(SOURCE MATERIAL begins)
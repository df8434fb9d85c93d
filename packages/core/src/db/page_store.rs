//! PageStore Trait - Database Abstraction Layer
//!
//! Defines the `PageStore` and `PageTransaction` traits that abstract row
//! persistence for pages, so the hierarchy logic in `PageService` never
//! touches SQL directly.
//!
//! # Architecture
//!
//! - **Abstraction point**: between `PageService` (tree consistency,
//!   invariants, transaction boundaries) and the storage backend
//! - **No cross-row logic**: every method is a single round trip; anything
//!   that spans rows (path rebuilds, descendant walks, cascades) belongs to
//!   the service
//! - **Explicit transactions**: multi-statement atomicity flows through a
//!   `PageTransaction` object handed out by `begin()`, instead of ambient
//!   connection state. Dropping an uncommitted transaction aborts it.
//!
//! All methods are async; implementations must be `Send + Sync` so the
//! service can hold an `Arc<dyn PageStore>` across await points.

use crate::models::{Page, PageFields, TreeRow};
use anyhow::Result;
use async_trait::async_trait;

/// One step of a materialized-path walk: a page's own slug and the id of
/// its parent.
#[derive(Debug, Clone, PartialEq, Eq)]
pub struct PathStep {
    pub slug: String,
    pub parent_id: i64,
}

/// Read-side contract over the flat `pages` table.
///
/// Each call is one statement against its own connection; writes that must
/// be atomic together go through [`PageStore::begin`].
#[async_trait]
pub trait PageStore: Send + Sync {
    /// Look up a page by its materialized path. The uri is matched exactly
    /// as stored (no separator trimming here; the service normalizes).
    async fn fetch_by_uri(&self, uri: &str) -> Result<Option<Page>>;

    /// The page flagged as home, if any.
    async fn fetch_home(&self) -> Result<Option<Page>>;

    /// Fetch a single page row by id.
    async fn fetch_page(&self, id: i64) -> Result<Option<Page>>;

    /// All rows projected to `(id, parent_id, title)`, ordered by the
    /// sibling `order` column. Input for tree assembly.
    async fn fetch_tree_rows(&self) -> Result<Vec<TreeRow>>;

    /// Direct children of `parent_id` in sibling order.
    async fn fetch_children_of(&self, parent_id: i64) -> Result<Vec<Page>>;

    /// Direct child ids of `parent_id` in sibling order. One level only;
    /// the descendant walk in the service recurses.
    async fn fetch_child_ids(&self, parent_id: i64) -> Result<Vec<i64>>;

    /// Number of direct children of `parent_id`.
    async fn count_children(&self, parent_id: i64) -> Result<i64>;

    /// Insert a navigation link referencing a page. Links are externally
    /// owned; the store only needs enough surface for the cascade
    /// invariant to be enforced and tested.
    async fn insert_navigation_link(
        &self,
        title: &str,
        page_id: i64,
        position: i64,
    ) -> Result<i64>;

    /// Number of navigation links referencing any of `page_ids`.
    async fn count_navigation_links_for(&self, page_ids: &[i64]) -> Result<i64>;

    /// Start an explicit transaction. Every statement issued through the
    /// returned object shares one atomic unit of work.
    async fn begin(&self) -> Result<Box<dyn PageTransaction>>;
}

/// Write-side contract inside one open transaction.
///
/// Consuming `commit`/`rollback` end the transaction; if neither runs, the
/// underlying connection rolls back when the object is dropped.
#[async_trait]
pub trait PageTransaction: Send {
    /// Insert a page row with `uri = NULL` (the path is built afterwards,
    /// in the same transaction). Returns the store-assigned id.
    async fn insert(&mut self, fields: &PageFields) -> Result<i64>;

    /// Replace the written column set of an existing row, resetting `uri`
    /// for recomputation and stamping `updated_on`.
    async fn update_fields(&mut self, id: i64, fields: &PageFields) -> Result<()>;

    /// Fetch a single page row by id, seeing this transaction's writes.
    async fn fetch_page(&mut self, id: i64) -> Result<Option<Page>>;

    /// Clear `is_home` wherever it is set. Run before inserting/updating a
    /// row flagged as home, to keep the single-home invariant.
    async fn clear_home_flag(&mut self) -> Result<()>;

    /// `(slug, parent_id)` of one page, or `None` if the row is missing.
    async fn path_step(&mut self, id: i64) -> Result<Option<PathStep>>;

    /// Write a rebuilt materialized path.
    async fn update_uri(&mut self, id: i64, uri: &str) -> Result<()>;

    /// Set a row's parent and sibling order (reparent/reorder placement).
    async fn set_placement(&mut self, id: i64, parent_id: i64, order: i64) -> Result<()>;

    /// Direct child ids in sibling order, seeing this transaction's writes.
    async fn fetch_child_ids(&mut self, parent_id: i64) -> Result<Vec<i64>>;

    /// Delete the page rows with the given ids.
    async fn delete_pages(&mut self, ids: &[i64]) -> Result<()>;

    /// Delete every navigation link referencing any of `page_ids`.
    async fn delete_navigation_links(&mut self, page_ids: &[i64]) -> Result<()>;

    /// Commit the transaction. After a successful commit all statements are
    /// durable; after a failed one, none are.
    async fn commit(self: Box<Self>) -> Result<()>;

    /// Abort the transaction, discarding every statement issued through it.
    async fn rollback(self: Box<Self>) -> Result<()>;
}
(SOURCE MATERIAL ends)
__TASK DESCRIPTION__.
Return exactly the line that contains "async fn delete_pages(&mut" and every line after it, through the last line of the records.

__ANSWER BOX__.
    async fn delete_pages(&mut self, ids: &[i64]) -> Result<()>;

    /// Delete every navigation link referencing any of `page_ids`.
    async fn delete_navigation_links(&mut self, page_ids: &[i64]) -> Result<()>;

    /// Commit the transaction. After a successful commit all statements are
    /// durable; after a failed one, none are.
    async fn commit(self: Box<Self>) -> Result<()>;

    /// Abort the transaction, discarding every statement issued through it.
    async fn rollback(self: Box<Self>) -> Result<()>;
}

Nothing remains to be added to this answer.